Nach dem Zweiten Vatikanischen Konzil, mit den vielen guten Aussagen des Konzils über die nichtchristlichen Religionen, sollte es, wie es in mancher Vorlesung der diesjährigen Salzburger Hochschulwochen anklang, wohl möglich sein, sich mit der Idee des Cosmograls auch auf seiten der römisch-katholischen Kirche zu beschäftigen, selbst wenn der Präsident des Sekretariats für die nichtchristlichen Religionen, Kardinal Sergio Pignedoli, in Salzburg bei der Festveranstaltung gesagt hat, für ihn gebe es nur das Gespräch mit den einzelnen Vertretern der nichtchristlichen Religionen.

Sieht man dazu als Hintergrund die Auseinandersetzungen auf der Wiener Tagung über Wissenschaft und Technik im Dienst der Entwicklung und die vielen Differenzen, die dort auftraten, weil immer noch von Ausbeutung, Benachteiligung, Neokolonialismus geredet wird und weil sich die unterentwickelten Länder in sehr radikaler Weise benachteiligt sehen, dann wird man einem Projekt wie dem „Weltheiligtum Cosmogral” nicht nur Chancen geben.

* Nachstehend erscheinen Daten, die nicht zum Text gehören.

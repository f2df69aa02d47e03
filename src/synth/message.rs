#[cfg(feature = "rtrb")]
use rtrb::{Consumer, Producer, RingBuffer};

/// Control events delivered to the render thread.
#[derive(Debug, Copy, Clone, PartialEq, Eq)]
pub enum VoiceMessage {
    NoteOn { note: u8, velocity: u8 },
    NoteOff { note: u8 },
    SetParameter { index: u8, value: i32 },
    AllNoteOff,
    Reset,
}

pub trait MessageReceiver {
    fn pop(&mut self) -> Option<VoiceMessage>;
}

#[cfg(feature = "rtrb")]
impl MessageReceiver for Consumer<VoiceMessage> {
    fn pop(&mut self) -> Option<VoiceMessage> {
        Consumer::pop(self).ok()
    }
}

/// Default control queue depth.
pub const CONTROL_QUEUE_SIZE: usize = 256;

/// Control-thread end of the queue.
#[cfg(feature = "rtrb")]
pub struct VoiceHandle {
    tx: Producer<VoiceMessage>,
}

#[cfg(feature = "rtrb")]
impl VoiceHandle {
    /// Queue a message. Returns false and drops it when the queue is full.
    pub fn send(&mut self, message: VoiceMessage) -> bool {
        match self.tx.push(message) {
            Ok(()) => true,
            Err(_) => {
                log::warn!("control queue full, dropping {message:?}");
                false
            }
        }
    }

    pub fn note_on(&mut self, note: u8, velocity: u8) -> bool {
        self.send(VoiceMessage::NoteOn { note, velocity })
    }

    pub fn note_off(&mut self, note: u8) -> bool {
        self.send(VoiceMessage::NoteOff { note })
    }

    pub fn set_parameter(&mut self, index: u8, value: i32) -> bool {
        self.send(VoiceMessage::SetParameter { index, value })
    }

    pub fn all_note_off(&mut self) -> bool {
        self.send(VoiceMessage::AllNoteOff)
    }

    pub fn reset(&mut self) -> bool {
        log::debug!("reset");
        self.send(VoiceMessage::Reset)
    }

    /// Free slots left in the queue.
    pub fn slots(&self) -> usize {
        self.tx.slots()
    }
}

/// Create a control queue: the handle stays on the control thread, the
/// consumer moves to the render thread.
#[cfg(feature = "rtrb")]
pub fn control_queue(capacity: usize) -> (VoiceHandle, Consumer<VoiceMessage>) {
    let (tx, rx) = RingBuffer::<VoiceMessage>::new(capacity);
    (VoiceHandle { tx }, rx)
}
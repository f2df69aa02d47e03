#[cfg(feature = "serde")]
use serde::{Deserialize, Serialize};

/*
Band-Limited Oscillator
=======================

A digital oscillator steps a phase accumulator through [0, 1) and maps the
phase to a waveform. The naive versions of sawtooth and pulse jump
instantly at their edges. An instant jump contains energy at every
frequency, and everything above Nyquist folds back down as aliasing:
inharmonic whistles that get worse the higher the note.

Vocabulary
----------

  phase       Position inside one cycle, 0.0 to 1.0.

  increment   How far phase moves per sample: frequency / sample_rate.
              Also written `dt`. At 480 Hz and 48 kHz, dt = 0.01.

  BLEP        Band-Limited stEP. The difference between an ideal band-limited
              step and a naive step. Adding it around a jump smooths the jump.

  PolyBLEP    A two-sample polynomial approximation of the BLEP. Cheap, and
              good enough to push aliasing well below the harmonics.

  PolyBLAMP   The integrated version (Band-Limited rAMP) for waveforms that
              don't jump but change slope abruptly, like a triangle's corners.


The Correction
--------------

PolyBLEP only touches the sample right before and right after a jump:

    t < dt         (just after the jump)   blep = 2u - u² - 1,  u = t / dt
    t > 1 - dt     (just before the jump)  blep = u² + 2u + 1,  u = (t - 1) / dt
    otherwise                              blep = 0

Sawtooth: naive ramp 2t - 1, falling jump at the wrap, so subtract blep(t).

Rectangle: +1 while t < width, -1 after. Rising edge at t = 0 (add blep(t)),
falling edge at t = width (subtract blep at the phase shifted by width).

Triangle: no jumps, but two corners. At a corner the slope changes by ±8 per
cycle, so the correction is the PolyBLAMP scaled by 4 * dt.

Everything else (the flat middle of each cycle) is the plain naive waveform,
so the cost per sample is a handful of multiplies and two comparisons.
*/

/// Waveform shapes the voice oscillator can produce.
#[cfg_attr(feature = "serde", derive(Serialize, Deserialize))]
#[derive(Debug, Clone, Copy, PartialEq, Eq, Default)]
pub enum Waveform {
    #[default]
    Saw,
    Rectangle,
    Triangle,
}

impl Waveform {
    /// Map the raw `Wave` parameter value onto a shape. Unknown values are saw.
    pub fn from_param(value: i32) -> Self {
        match value {
            1 => Waveform::Rectangle,
            2 => Waveform::Triangle,
            _ => Waveform::Saw,
        }
    }
}

const MIN_PULSE_WIDTH: f32 = 0.01;
const MAX_PULSE_WIDTH: f32 = 0.99;

#[derive(Debug, Clone)]
pub struct Oscillator {
    phase: f32,
    waveform: Waveform,
    pulse_width: f32,
    inv_sample_rate: f32,
}

impl Oscillator {
    pub fn new(sample_rate: f32) -> Self {
        Self {
            phase: 0.0,
            waveform: Waveform::Saw,
            pulse_width: 0.5,
            inv_sample_rate: 1.0 / sample_rate,
        }
    }

    pub fn set_sample_rate(&mut self, sample_rate: f32) {
        self.inv_sample_rate = 1.0 / sample_rate;
    }

    pub fn set_waveform(&mut self, waveform: Waveform) {
        self.waveform = waveform;
    }

    pub fn waveform(&self) -> Waveform {
        self.waveform
    }

    /// Duty cycle of the rectangle, clamped to (0, 1). Ignored by other shapes.
    pub fn set_pulse_width(&mut self, width: f32) {
        if width.is_finite() {
            self.pulse_width = width.clamp(MIN_PULSE_WIDTH, MAX_PULSE_WIDTH);
        }
    }

    pub fn pulse_width(&self) -> f32 {
        self.pulse_width
    }

    pub fn phase(&self) -> f32 {
        self.phase
    }

    /// Produce one sample at `frequency` Hz and advance the phase.
    ///
    /// The caller is expected to keep `frequency` inside the audio band; a
    /// non-finite or negative frequency holds the phase where it is.
    #[inline]
    pub fn play(&mut self, frequency: f32) -> f32 {
        let dt = if frequency.is_finite() && frequency > 0.0 {
            (frequency * self.inv_sample_rate).min(0.5)
        } else {
            0.0
        };
        let t = self.phase;

        let sample = match self.waveform {
            Waveform::Saw => 2.0 * t - 1.0 - poly_blep(t, dt),
            Waveform::Rectangle => {
                // Keep both edges at least one increment apart
                let width = if dt > 0.0 {
                    self.pulse_width.clamp(dt, 1.0 - dt)
                } else {
                    self.pulse_width
                };
                let naive = if t < width { 1.0 } else { -1.0 };
                let falling = wrap(t - width);
                naive + poly_blep(t, dt) - poly_blep(falling, dt)
            }
            Waveform::Triangle => {
                let naive = if t < 0.25 {
                    4.0 * t
                } else if t < 0.75 {
                    2.0 - 4.0 * t
                } else {
                    4.0 * t - 4.0
                };
                // Trough at t = 0.75, peak at t = 0.25
                let trough = wrap(t + 0.25);
                let peak = wrap(t + 0.75);
                naive + 4.0 * dt * (poly_blamp(trough, dt) - poly_blamp(peak, dt))
            }
        };

        self.phase = wrap(t + dt);
        sample
    }

    /// Fill a buffer at a fixed frequency.
    pub fn render(&mut self, buffer: &mut [f32], frequency: f32) {
        for sample in buffer.iter_mut() {
            *sample = self.play(frequency);
        }
    }

    pub fn reset(&mut self) {
        self.phase = 0.0;
    }
}

#[inline]
fn wrap(phase: f32) -> f32 {
    let wrapped = phase - phase.floor();
    // floor() can leave exactly 1.0 for tiny negative inputs
    if wrapped >= 1.0 {
        0.0
    } else {
        wrapped
    }
}

#[inline]
fn poly_blep(t: f32, dt: f32) -> f32 {
    if dt <= 0.0 {
        0.0
    } else if t < dt {
        let u = t / dt;
        2.0 * u - u * u - 1.0
    } else if t > 1.0 - dt {
        let u = (t - 1.0) / dt;
        u * u + 2.0 * u + 1.0
    } else {
        0.0
    }
}

#[inline]
fn poly_blamp(t: f32, dt: f32) -> f32 {
    if dt <= 0.0 {
        0.0
    } else if t < dt {
        let u = t / dt - 1.0;
        -u * u * u / 3.0
    } else if t > 1.0 - dt {
        let u = (t - 1.0) / dt + 1.0;
        u * u * u / 3.0
    } else {
        0.0
    }
}
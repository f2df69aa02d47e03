// Purpose: MIDI boundary, raw bytes to voice messages

pub mod converter;
pub mod midi;

pub use converter::midi_to_message;
pub use midi::MidiEvent;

Man empfindet es vielmehr als Verpflichtung, als die große, unwiederholbare Möglichkeit der geistigen Situation unserer Zeit und Welt, sich zu diesem Projekt zu bekennen: das gilt für alle angesprochenen Religionen in gleicher Weise. Das große gemeinsame Symbol der Schale, des heiligen Grals, so meinte Clemens Holzmeister in seinem Gespräch, vereinige alle und verleihe das Gefühl, daß jemand über uns entscheide:

„Wir müssen gegen das schauerliche Rüsten gegen den Frieden auftre- ten und es stören.”

Literatur: Clemens Holzmeister, Architekt an der Zeitenwende, Bd. 1 und 2 der Biographie (Verlag Das Bergland-Buch, Salzburg, Stuttgart, Zürich).